## [Task brief]
Copy each line of the data below in which the word "struct" can be found.

◆ ◆ ◆ ◆ ◆ ◆ ◆

//! Brute-force scan over a uniform bins-per-axis value.

use op_core::{CountTable, Error, Result};

use crate::pipeline::{Evaluation, evaluate};
use crate::plan::AxisPlanConfig;
use crate::summary::{FractionTargets, HistogramSummary, TargetScanScore};

/// Scan range and targets.
#[derive(Debug, Clone, Copy, PartialEq)]
pub struct TargetScanConfig {
    /// Smallest uniform bins-per-axis tried.
    pub bins_min: usize,
    /// Largest uniform bins-per-axis tried (inclusive).
    pub bins_max: usize,
    /// Occupancy targets.
    pub targets: FractionTargets,
}

impl TargetScanConfig {
    /// `1 <= bins_min <= bins_max` and valid targets.
    pub fn validate(&self) -> Result<()> {
        if self.bins_min < 1 {
            return Err(Error::invalid_argument(format!(
                "scan minimum bins must be >= 1 (got {})",
                self.bins_min
            )));
        }
        if self.bins_max < self.bins_min {
            return Err(Error::invalid_argument(format!(
                "scan range is empty: max {} < min {}",
                self.bins_max, self.bins_min
            )));
        }
        self.targets.validate()
    }
}

/// One scanned value.
#[derive(Debug, Clone, Copy)]
pub struct ScanCandidate {
    /// Uniform bins-per-axis requested.
    pub bins_per_axis: usize,
    /// Occupancy of the resulting grid.
    pub summary: HistogramSummary,
    /// Its rank.
    pub score: TargetScanScore,
}

/// Result of [`scan_bins_per_axis`].
#[derive(Debug, Clone)]
pub struct ScanOutcome {
    /// Chosen uniform bins-per-axis.
    pub bins_per_axis: usize,
    /// The chosen candidate.
    pub evaluation: Evaluation,
    /// Its score.
    pub score: TargetScanScore,
    /// `false` when no candidate met every supplied target.
    pub meets_targets: bool,
    /// Every candidate in scan order.
    pub candidates: Vec<ScanCandidate>,
}

/// Try every uniform bins-per-axis in the range and keep the best-scoring one.
///
/// Axes overridden in `axes` keep their override for every candidate. Ties go
/// to the smaller bins-per-axis. Unmet targets are not an error: the closest
/// candidate is returned with `meets_targets == false`.
pub fn scan_bins_per_axis(
    table: &CountTable,
    axes: &AxisPlanConfig,
    config: &TargetScanConfig,
) -> Result<ScanOutcome> {
    config.validate()?;

    let mut candidates = Vec::new();
    let mut best: Option<(usize, Evaluation, TargetScanScore)> = None;
    for bins in config.bins_min..=config.bins_max {
        let plan = axes.with_bins_per_axis(bins).resolve(table)?;
        let evaluation = evaluate(table, &plan)?;
        let score = TargetScanScore::new(&evaluation.summary, &config.targets);
        tracing::info!(
            bins,
            max_fraction = evaluation.summary.max_fraction,
            min_nonzero_fraction = ?evaluation.summary.min_nonzero_fraction,
            meets_targets = score.meets_targets(),
            "scan candidate"
        );
        candidates.push(ScanCandidate { bins_per_axis: bins, summary: evaluation.summary, score });
        if best.as_ref().is_none_or(|(_, _, b)| score < *b) {
            best = Some((bins, evaluation, score));
        }
    }

    let Some((bins_per_axis, evaluation, score)) = best else {
        return Err(Error::Computation("target scan evaluated no candidates".to_string()));
    };
    let meets_targets = score.meets_targets();
    if !meets_targets {
        let violation = score.violation;
        tracing::warn!(bins_per_axis, violation, "no scan candidate meets targets");
    }
    Ok(ScanOutcome { bins_per_axis, evaluation, score, meets_targets, candidates })
}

◆ ◆ ◆ ◆ ◆ ◆ ◆

## [Answer section]
pub struct TargetScanConfig {
pub struct ScanCandidate {
pub struct ScanOutcome {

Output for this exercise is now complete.